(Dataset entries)
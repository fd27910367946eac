//! Conversion between the packer's and the host's coordinate systems
//!
//! The packer works with the origin at the container's top-left corner and y
//! pointing down, which is how shelves stack. The host expects the origin at
//! the container's center with y pointing up:
//!
//! ```text
//! x' = x - width / 2
//! y' = height / 2 - y
//! ```

use super::types::Container;

/// Convert a top-left, y-down point to center-origin, y-up
pub fn to_center_origin(x: f64, y: f64, container: &Container) -> (f64, f64) {
    (x - container.width / 2.0, container.height / 2.0 - y)
}

/// Convert a center-origin, y-up point back to top-left, y-down
pub fn from_center_origin(x: f64, y: f64, container: &Container) -> (f64, f64) {
    (x + container.width / 2.0, container.height / 2.0 - y)
}
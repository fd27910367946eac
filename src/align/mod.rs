//! Transcript alignment
//!
//! Matches ordered text groupings against a word-level transcript to recover
//! the start and end time of each grouping. Matching is exact on normalized
//! words (see [`normalize_word`]) and proceeds left to right: each grouping is
//! searched for at or after the end of the previous match.

pub mod aligner;
pub mod normalize;
pub mod types;

pub use aligner::{align, Aligner};
pub use normalize::{normalize_word, normalize_words};
pub use types::{AlignmentMiss, AlignmentReport, AlignmentResult, LineTiming};
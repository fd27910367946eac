//! Result types produced by the aligner

use std::ops::Range;

use serde::Serialize;

use crate::transcript::TranscriptWord;

/// A grouping located in the transcript
#[derive(Debug, Clone, PartialEq, Serialize)]
pub struct AlignmentResult {
    /// The grouping text as given, before normalization
    pub grouping: String,
    /// Position of the grouping in the input list
    pub grouping_index: usize,
    pub start_time: f64,
    pub end_time: f64,
    /// Matched transcript indices, end exclusive
    pub word_range: Range<usize>,
    /// The matched transcript words, in order
    pub words: Vec<TranscriptWord>,
}

impl AlignmentResult {
    pub fn duration(&self) -> f64 {
        self.end_time - self.start_time
    }

    /// Distribute the matched words over wrapped display lines
    ///
    /// Each line takes as many words as it contains, in order. Lines left
    /// without words (when `lines` holds more words than the match) are omitted.
    pub fn line_timings<S: AsRef<str>>(&self, lines: &[S]) -> Vec<LineTiming> {
        let mut timings = Vec::with_capacity(lines.len());
        let mut remaining = self.words.as_slice();

        for line in lines {
            let line = line.as_ref();
            let count = line.split_whitespace().count().min(remaining.len());
            if count == 0 {
                continue;
            }
            let (taken, rest) = remaining.split_at(count);
            remaining = rest;
            timings.push(LineTiming {
                text: line.to_string(),
                start_time: taken[0].start,
                end_time: taken[count - 1].end,
                words: taken.to_vec(),
            });
        }
        timings
    }
}

/// Timing of one wrapped line inside an aligned grouping
#[derive(Debug, Clone, PartialEq, Serialize)]
pub struct LineTiming {
    pub text: String,
    pub start_time: f64,
    pub end_time: f64,
    pub words: Vec<TranscriptWord>,
}

/// A grouping that could not be located
#[derive(Debug, Clone, PartialEq, Serialize)]
pub struct AlignmentMiss {
    pub grouping_index: usize,
    pub grouping: String,
    /// Transcript cursor at the time of the failed search
    pub cursor: usize,
}

/// Everything one alignment run produced
#[derive(Debug, Clone, PartialEq, Default, Serialize)]
pub struct AlignmentReport {
    pub results: Vec<AlignmentResult>,
    pub misses: Vec<AlignmentMiss>,
}

impl AlignmentReport {
    pub fn is_complete(&self) -> bool {
        self.misses.is_empty()
    }

    pub fn into_results(self) -> Vec<AlignmentResult> {
        self.results
    }
}
//! Shelf packing of rendered words into a fixed container
//!
//! The packer takes labels in order, asks a [`MeasureText`] oracle for each
//! label's size, and places it on the current shelf horizontally or rotated by
//! 90°. See [`shelf`] for the algorithm and [`transform`] for the coordinate
//! conversion applied to the output.

pub mod config;
pub mod measure;
pub mod orientation;
pub mod shelf;
pub mod transform;
pub mod types;

pub use config::PackingConfig;
pub use measure::{CachedMeasure, FixedMeasure, MeasureText, MonospaceMeasure, TextStyle};
pub use orientation::{AlwaysOrientation, OrientationChooser, OrientationPolicy, RandomOrientation};
pub use shelf::{pack, DroppedLabel, PackedLayout, ShelfPacker, ShelfPlacement, ShelfState};
pub use transform::{from_center_origin, to_center_origin};
pub use types::*;

/// Pack `labels` with the container, style and tie-break from `config`
pub fn pack_with_config<I, S, M>(labels: I, config: &PackingConfig, measure: &M) -> PackedLayout
where
    I: IntoIterator<Item = S>,
    S: AsRef<str>,
    M: MeasureText + ?Sized,
{
    let mut chooser = config.chooser();
    pack(
        labels,
        config.container,
        &config.style,
        measure,
        chooser.as_mut(),
    )
}
//! Measurement oracles that report a label's rendered size
//!
//! Real text metrics belong to the rendering host. The packer only needs
//! something implementing [`MeasureText`], which keeps it testable with stubs.

use std::cell::RefCell;
use std::collections::HashMap;

use serde::{Deserialize, Serialize};

use super::types::Size;

/// Font settings a label is rendered with
#[derive(Debug, Clone, PartialEq, Serialize, Deserialize)]
#[serde(default)]
pub struct TextStyle {
    pub font: String,
    pub typeface: String,
    /// Font size in pixels
    pub size: f64,
}

impl Default for TextStyle {
    fn default() -> Self {
        Self {
            font: "Bahnschrift".to_string(),
            typeface: "Regular".to_string(),
            size: 130.0,
        }
    }
}

impl TextStyle {
    pub fn new(font: impl Into<String>, size: f64) -> Self {
        Self {
            font: font.into(),
            size,
            ..Self::default()
        }
    }

    pub fn with_typeface(mut self, typeface: impl Into<String>) -> Self {
        self.typeface = typeface.into();
        self
    }
}

/// Reports the pixel size of `label` rendered in `style`
///
/// Calls are expected to be pure: the same label and style give the same size.
pub trait MeasureText {
    fn measure(&self, label: &str, style: &TextStyle) -> Size;
}

impl<F> MeasureText for F
where
    F: Fn(&str, &TextStyle) -> Size,
{
    fn measure(&self, label: &str, style: &TextStyle) -> Size {
        self(label, style)
    }
}

/// Every label has the same size
#[derive(Debug, Clone, Copy, PartialEq)]
pub struct FixedMeasure(pub Size);

impl MeasureText for FixedMeasure {
    fn measure(&self, _label: &str, _style: &TextStyle) -> Size {
        self.0
    }
}

/// Rough estimate for a monospaced face
///
/// Width is `chars * size * advance`, height is `size * line_height`.
#[derive(Debug, Clone, Copy, PartialEq)]
pub struct MonospaceMeasure {
    /// Glyph advance as a fraction of the font size
    pub advance: f64,
    /// Line height as a fraction of the font size
    pub line_height: f64,
}

impl Default for MonospaceMeasure {
    fn default() -> Self {
        Self {
            advance: 0.6,
            line_height: 1.2,
        }
    }
}

impl MeasureText for MonospaceMeasure {
    fn measure(&self, label: &str, style: &TextStyle) -> Size {
        let chars = label.chars().count() as f64;
        Size::new(
            chars * style.size * self.advance,
            style.size * self.line_height,
        )
    }
}

/// Memoizes another oracle per label and style
///
/// Useful when measuring is expensive, e.g. when it renders the text.
#[derive(Debug)]
pub struct CachedMeasure<M> {
    inner: M,
    cache: RefCell<HashMap<(String, String, String, u64), Size>>,
}

impl<M: MeasureText> CachedMeasure<M> {
    pub fn new(inner: M) -> Self {
        Self {
            inner,
            cache: RefCell::new(HashMap::new()),
        }
    }

    /// Number of distinct measurements stored
    pub fn len(&self) -> usize {
        self.cache.borrow().len()
    }

    pub fn is_empty(&self) -> bool {
        self.cache.borrow().is_empty()
    }
}

impl<M: MeasureText> MeasureText for CachedMeasure<M> {
    fn measure(&self, label: &str, style: &TextStyle) -> Size {
        let key = (
            label.to_string(),
            style.font.clone(),
            style.typeface.clone(),
            style.size.to_bits(),
        );
        if let Some(size) = self.cache.borrow().get(&key) {
            return *size;
        }
        let size = self.inner.measure(label, style);
        self.cache.borrow_mut().insert(key, size);
        size
    }
}
//! Lexer for line-oriented plain-text transcripts using logos

use logos::Logos;

use crate::error::Span;

#[derive(Logos, Debug, Clone, PartialEq)]
#[logos(skip r"[ \t\r\f]+")]
pub enum Token {
    #[token("\n")]
    Newline,

    // Timestamps win over words of the same length; "3rd" still lexes as a word
    #[regex(r"-?[0-9]+(\.[0-9]+)?", |lex| lex.slice().parse::<f64>().ok(), priority = 10)]
    Number(f64),

    #[regex(r"[^ \t\r\n\f]+", |lex| lex.slice().to_string(), priority = 1)]
    Word(String),
}

/// Lex input string into tokens with spans
///
/// Unrecognized input is yielded as `Err(span)` so the parser can report it.
pub fn lex(input: &str) -> impl Iterator<Item = Result<(Token, Span), Span>> + '_ {
    Token::lexer(input)
        .spanned()
        .map(|(tok, span)| tok.map(|t| (t, span.clone())).map_err(|_| span))
}
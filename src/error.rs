//! Error types for loading transcripts, groupings and configuration

use std::path::PathBuf;

use ariadne::{Color, Label, Report, ReportKind, Source};
use thiserror::Error;

/// Byte range in source text
pub type Span = std::ops::Range<usize>;

/// Errors raised while reading transcript or grouping input
#[derive(Error, Debug)]
pub enum InputError {
    #[error("failed to read '{}': {source}", path.display())]
    Io {
        path: PathBuf,
        #[source]
        source: std::io::Error,
    },

    #[error("failed to decode JSON from '{}': {source}", path.display())]
    Json {
        path: PathBuf,
        #[source]
        source: serde_json::Error,
    },

    #[error("transcript syntax error at {span:?}: {message}")]
    Syntax {
        span: Span,
        message: String,
        expected: Option<String>,
    },
}

impl InputError {
    pub(crate) fn io(path: impl Into<PathBuf>, source: std::io::Error) -> Self {
        Self::Io {
            path: path.into(),
            source,
        }
    }

    pub(crate) fn json(path: impl Into<PathBuf>, source: serde_json::Error) -> Self {
        Self::Json {
            path: path.into(),
            source,
        }
    }

    pub(crate) fn syntax(span: Span, message: impl Into<String>) -> Self {
        Self::Syntax {
            span,
            message: message.into(),
            expected: None,
        }
    }

    pub(crate) fn with_expected(self, hint: impl Into<String>) -> Self {
        match self {
            Self::Syntax { span, message, .. } => Self::Syntax {
                span,
                message,
                expected: Some(hint.into()),
            },
            other => other,
        }
    }

    /// Get the source span if available
    pub fn span(&self) -> Option<&Span> {
        match self {
            Self::Syntax { span, .. } => Some(span),
            _ => None,
        }
    }

    /// Format the error with source context using ariadne
    ///
    /// Errors without a span fall back to their `Display` form.
    pub fn format(&self, source: &str, filename: &str) -> String {
        let Self::Syntax {
            span,
            message,
            expected,
        } = self
        else {
            return self.to_string();
        };

        let label_text = match expected {
            Some(hint) => format!("{}\nExpected: {}", message, hint),
            None => message.clone(),
        };

        let mut buf = Vec::new();
        let written = Report::build(ReportKind::Error, filename, span.start)
            .with_message(message)
            .with_label(
                Label::new((filename, span.clone()))
                    .with_message(label_text)
                    .with_color(Color::Red),
            )
            .finish()
            .write((filename, Source::from(source)), &mut buf);

        match (written, String::from_utf8(buf)) {
            (Ok(()), Ok(text)) => text,
            _ => self.to_string(),
        }
    }
}

/// Errors that can occur when loading or parsing a project configuration
#[derive(Error, Debug)]
pub enum ConfigError {
    #[error("Failed to read config file: {0}")]
    IoError(#[from] std::io::Error),
    #[error("Failed to parse config TOML: {0}")]
    ParseError(#[from] toml::de::Error),
}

--- Task to carry out ---
After locating the line holding "self.end_time - self.start_time" above, output exactly that line and every line after it through the line holding "match) are omitted.". Include nothing else.

--- Result of this task ---
        self.end_time - self.start_time
    }

    /// Distribute the matched words over wrapped display lines
    ///
    /// Each line takes as many words as it contains, in order. Lines left
    /// without words (when `lines` holds more words than the match) are omitted.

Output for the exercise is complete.